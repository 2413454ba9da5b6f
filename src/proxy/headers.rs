//! Header rewriting for both legs of a proxied request.
//!
//! # Responsibilities
//! - Build the outbound request headers (drops, forwarding metadata,
//!   operator overrides)
//! - Stamp the CORS headers every response must carry
//! - Compute `Access-Control-Expose-Headers` so scripts can read the
//!   diagnostic headers
//! - Centralize header-name normalization shared by the policy gate
//!
//! # Design Decisions
//! - Overrides are applied last and win over both original values and drops
//! - `Access-Control-Request-*` is echoed into the response and never
//!   forwarded upstream

use std::net::IpAddr;

use axum::http::header::{
    ACCESS_CONTROL_ALLOW_HEADERS, ACCESS_CONTROL_ALLOW_METHODS, ACCESS_CONTROL_ALLOW_ORIGIN,
    ACCESS_CONTROL_EXPOSE_HEADERS, ACCESS_CONTROL_MAX_AGE, ACCESS_CONTROL_REQUEST_HEADERS,
    ACCESS_CONTROL_REQUEST_METHOD,
};
use axum::http::{HeaderMap, HeaderName, HeaderValue, Method};

use crate::config::HeaderConfig;

/// Diagnostic header carrying the first URL the proxy contacted.
pub const X_REQUEST_URL: &str = "x-request-url";
/// Diagnostic header carrying the URL the final response came from.
pub const X_FINAL_URL: &str = "x-final-url";
/// Prefix of the per-hop redirect diagnostic headers.
pub const X_CORS_REDIRECT_PREFIX: &str = "x-cors-redirect-";

/// Headers that never travel upstream: connection management is per hop and
/// `Host` comes from the target. `Content-Length` is forwarded as-is so the
/// upstream sees the framing the client declared.
const DROP_OUTBOUND: &[&str] = &[
    "host",
    "connection",
    "proxy-connection",
    "keep-alive",
    "transfer-encoding",
    "te",
    "trailer",
    "upgrade",
];

/// Where the request entered the proxy; used for the X-Forwarded-* trio.
#[derive(Debug, Clone, Copy)]
pub struct ForwardContext {
    pub client_ip: IpAddr,
    /// The proxy's own listening port, not the upstream's.
    pub local_port: u16,
    /// The scheme the client used to reach the proxy.
    pub local_proto: &'static str,
}

/// Lowercase and trim a configured list of header names.
pub fn normalize_names(names: &[String]) -> Vec<String> {
    names
        .iter()
        .map(|n| n.trim().to_ascii_lowercase())
        .filter(|n| !n.is_empty())
        .collect()
}

/// Build the headers for one outbound hop from the inbound request headers.
pub fn outbound_headers(
    inbound: &HeaderMap,
    config: &HeaderConfig,
    xfwd: bool,
    ctx: &ForwardContext,
) -> HeaderMap {
    let mut out = HeaderMap::with_capacity(inbound.len());
    for (name, value) in inbound {
        let name_str = name.as_str();
        if DROP_OUTBOUND.contains(&name_str) {
            continue;
        }
        if name_str == ACCESS_CONTROL_REQUEST_METHOD.as_str()
            || name_str == ACCESS_CONTROL_REQUEST_HEADERS.as_str()
        {
            continue;
        }
        if config.remove.iter().any(|r| r == name_str) {
            continue;
        }
        out.append(name.clone(), value.clone());
    }

    if xfwd {
        append_forwarded(&mut out, "x-forwarded-for", &ctx.client_ip.to_string());
        append_forwarded(&mut out, "x-forwarded-port", &ctx.local_port.to_string());
        append_forwarded(&mut out, "x-forwarded-proto", ctx.local_proto);
    }

    for (name, value) in &config.set {
        let name = match HeaderName::from_bytes(name.to_ascii_lowercase().as_bytes()) {
            Ok(n) => n,
            Err(_) => {
                tracing::warn!(header = %name, "Skipping override with invalid header name");
                continue;
            }
        };
        match HeaderValue::from_str(value) {
            Ok(v) => {
                out.insert(name, v);
            }
            Err(_) => {
                tracing::warn!(header = %name, "Skipping override with invalid header value");
            }
        }
    }

    out
}

/// Join a forwarding header onto any value an earlier proxy already set.
fn append_forwarded(headers: &mut HeaderMap, name: &'static str, value: &str) {
    let name = HeaderName::from_static(name);
    let joined = match headers.get(&name).and_then(|v| v.to_str().ok()) {
        Some(existing) => format!("{existing},{value}"),
        None => value.to_string(),
    };
    if let Ok(v) = HeaderValue::from_str(&joined) {
        headers.insert(name, v);
    }
}

/// Stamp the CORS contract onto a response header map: the wildcard origin,
/// preflight echoes, the optional preflight max-age, and the expose list
/// covering every non-safelisted header present at this point.
pub fn apply_cors(
    headers: &mut HeaderMap,
    request_headers: &HeaderMap,
    method: &Method,
    cors_max_age: Option<u32>,
) {
    headers.insert(ACCESS_CONTROL_ALLOW_ORIGIN, HeaderValue::from_static("*"));

    if method == Method::OPTIONS {
        if let Some(age) = cors_max_age {
            if let Ok(v) = HeaderValue::from_str(&age.to_string()) {
                headers.insert(ACCESS_CONTROL_MAX_AGE, v);
            }
        }
    }
    if let Some(v) = request_headers.get(ACCESS_CONTROL_REQUEST_METHOD) {
        headers.insert(ACCESS_CONTROL_ALLOW_METHODS, v.clone());
    }
    if let Some(v) = request_headers.get(ACCESS_CONTROL_REQUEST_HEADERS) {
        headers.insert(ACCESS_CONTROL_ALLOW_HEADERS, v.clone());
    }

    if let Some(expose) = expose_list(headers) {
        headers.insert(ACCESS_CONTROL_EXPOSE_HEADERS, expose);
    }
}

/// Comma-join every response header a browser would otherwise hide from
/// script code. Returns `None` when only safelisted headers are present.
fn expose_list(headers: &HeaderMap) -> Option<HeaderValue> {
    let names: Vec<&str> = headers
        .keys()
        .map(HeaderName::as_str)
        .filter(|name| !is_hidden_from_expose(name))
        .collect();
    if names.is_empty() {
        return None;
    }
    HeaderValue::from_str(&names.join(",")).ok()
}

/// CORS-safelisted response headers are readable anyway, the
/// `Access-Control-*` family describes the CORS layer itself, and
/// connection-level headers never reach script code.
fn is_hidden_from_expose(name: &str) -> bool {
    matches!(
        name,
        "cache-control"
            | "content-language"
            | "content-length"
            | "content-type"
            | "expires"
            | "last-modified"
            | "pragma"
            | "connection"
            | "keep-alive"
            | "transfer-encoding"
            | "upgrade"
            | "trailer"
    ) || name.starts_with("access-control-")
}

/// Response headers the proxy refuses to relay.
pub fn strip_response_headers(headers: &mut HeaderMap) {
    headers.remove("set-cookie");
    headers.remove("set-cookie2");
    headers.remove("connection");
    headers.remove("keep-alive");
    headers.remove("transfer-encoding");
    headers.remove("trailer");
    headers.remove("upgrade");
}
= = = = =
REQUIRED WORK – With nothing omitted, set down all of the records again.

ANSWER SECTION –
repository 2413454ba9da5b6f
filename src/proxy/headers.rs
//! Header rewriting for both legs of a proxied request.
//!
//! # Responsibilities
//! - Build the outbound request headers (drops, forwarding metadata,
//!   operator overrides)
//! - Stamp the CORS headers every response must carry
//! - Compute `Access-Control-Expose-Headers` so scripts can read the
//!   diagnostic headers
//! - Centralize header-name normalization shared by the policy gate
//!
//! # Design Decisions
//! - Overrides are applied last and win over both original values and drops
//! - `Access-Control-Request-*` is echoed into the response and never
//!   forwarded upstream

use std::net::IpAddr;

use axum::http::header::{
    ACCESS_CONTROL_ALLOW_HEADERS, ACCESS_CONTROL_ALLOW_METHODS, ACCESS_CONTROL_ALLOW_ORIGIN,
    ACCESS_CONTROL_EXPOSE_HEADERS, ACCESS_CONTROL_MAX_AGE, ACCESS_CONTROL_REQUEST_HEADERS,
    ACCESS_CONTROL_REQUEST_METHOD,
};
use axum::http::{HeaderMap, HeaderName, HeaderValue, Method};

use crate::config::HeaderConfig;

/// Diagnostic header carrying the first URL the proxy contacted.
pub const X_REQUEST_URL: &str = "x-request-url";
/// Diagnostic header carrying the URL the final response came from.
pub const X_FINAL_URL: &str = "x-final-url";
/// Prefix of the per-hop redirect diagnostic headers.
pub const X_CORS_REDIRECT_PREFIX: &str = "x-cors-redirect-";

/// Headers that never travel upstream: connection management is per hop and
/// `Host` comes from the target. `Content-Length` is forwarded as-is so the
/// upstream sees the framing the client declared.
const DROP_OUTBOUND: &[&str] = &[
    "host",
    "connection",
    "proxy-connection",
    "keep-alive",
    "transfer-encoding",
    "te",
    "trailer",
    "upgrade",
];

/// Where the request entered the proxy; used for the X-Forwarded-* trio.
#[derive(Debug, Clone, Copy)]
pub struct ForwardContext {
    pub client_ip: IpAddr,
    /// The proxy's own listening port, not the upstream's.
    pub local_port: u16,
    /// The scheme the client used to reach the proxy.
    pub local_proto: &'static str,
}

/// Lowercase and trim a configured list of header names.
pub fn normalize_names(names: &[String]) -> Vec<String> {
    names
        .iter()
        .map(|n| n.trim().to_ascii_lowercase())
        .filter(|n| !n.is_empty())
        .collect()
}

/// Build the headers for one outbound hop from the inbound request headers.
pub fn outbound_headers(
    inbound: &HeaderMap,
    config: &HeaderConfig,
    xfwd: bool,
    ctx: &ForwardContext,
) -> HeaderMap {
    let mut out = HeaderMap::with_capacity(inbound.len());
    for (name, value) in inbound {
        let name_str = name.as_str();
        if DROP_OUTBOUND.contains(&name_str) {
            continue;
        }
        if name_str == ACCESS_CONTROL_REQUEST_METHOD.as_str()
            || name_str == ACCESS_CONTROL_REQUEST_HEADERS.as_str()
        {
            continue;
        }
        if config.remove.iter().any(|r| r == name_str) {
            continue;
        }
        out.append(name.clone(), value.clone());
    }

    if xfwd {
        append_forwarded(&mut out, "x-forwarded-for", &ctx.client_ip.to_string());
        append_forwarded(&mut out, "x-forwarded-port", &ctx.local_port.to_string());
        append_forwarded(&mut out, "x-forwarded-proto", ctx.local_proto);
    }

    for (name, value) in &config.set {
        let name = match HeaderName::from_bytes(name.to_ascii_lowercase().as_bytes()) {
            Ok(n) => n,
            Err(_) => {
                tracing::warn!(header = %name, "Skipping override with invalid header name");
                continue;
            }
        };
        match HeaderValue::from_str(value) {
            Ok(v) => {
                out.insert(name, v);
            }
            Err(_) => {
                tracing::warn!(header = %name, "Skipping override with invalid header value");
            }
        }
    }

    out
}

/// Join a forwarding header onto any value an earlier proxy already set.
fn append_forwarded(headers: &mut HeaderMap, name: &'static str, value: &str) {
    let name = HeaderName::from_static(name);
    let joined = match headers.get(&name).and_then(|v| v.to_str().ok()) {
        Some(existing) => format!("{existing},{value}"),
        None => value.to_string(),
    };
    if let Ok(v) = HeaderValue::from_str(&joined) {
        headers.insert(name, v);
    }
}

/// Stamp the CORS contract onto a response header map: the wildcard origin,
/// preflight echoes, the optional preflight max-age, and the expose list
/// covering every non-safelisted header present at this point.
pub fn apply_cors(
    headers: &mut HeaderMap,
    request_headers: &HeaderMap,
    method: &Method,
    cors_max_age: Option<u32>,
) {
    headers.insert(ACCESS_CONTROL_ALLOW_ORIGIN, HeaderValue::from_static("*"));

    if method == Method::OPTIONS {
        if let Some(age) = cors_max_age {
            if let Ok(v) = HeaderValue::from_str(&age.to_string()) {
                headers.insert(ACCESS_CONTROL_MAX_AGE, v);
            }
        }
    }
    if let Some(v) = request_headers.get(ACCESS_CONTROL_REQUEST_METHOD) {
        headers.insert(ACCESS_CONTROL_ALLOW_METHODS, v.clone());
    }
    if let Some(v) = request_headers.get(ACCESS_CONTROL_REQUEST_HEADERS) {
        headers.insert(ACCESS_CONTROL_ALLOW_HEADERS, v.clone());
    }

    if let Some(expose) = expose_list(headers) {
        headers.insert(ACCESS_CONTROL_EXPOSE_HEADERS, expose);
    }
}

/// Comma-join every response header a browser would otherwise hide from
/// script code. Returns `None` when only safelisted headers are present.
fn expose_list(headers: &HeaderMap) -> Option<HeaderValue> {
    let names: Vec<&str> = headers
        .keys()
        .map(HeaderName::as_str)
        .filter(|name| !is_hidden_from_expose(name))
        .collect();
    if names.is_empty() {
        return None;
    }
    HeaderValue::from_str(&names.join(",")).ok()
}

/// CORS-safelisted response headers are readable anyway, the
/// `Access-Control-*` family describes the CORS layer itself, and
/// connection-level headers never reach script code.
fn is_hidden_from_expose(name: &str) -> bool {
    matches!(
        name,
        "cache-control"
            | "content-language"
            | "content-length"
            | "content-type"
            | "expires"
            | "last-modified"
            | "pragma"
            | "connection"
            | "keep-alive"
            | "transfer-encoding"
            | "upgrade"
            | "trailer"
    ) || name.starts_with("access-control-")
}

/// Response headers the proxy refuses to relay.
pub fn strip_response_headers(headers: &mut HeaderMap) {
    headers.remove("set-cookie");
    headers.remove("set-cookie2");
    headers.remove("connection");
    headers.remove("keep-alive");
    headers.remove("transfer-encoding");
    headers.remove("trailer");
    headers.remove("upgrade");
}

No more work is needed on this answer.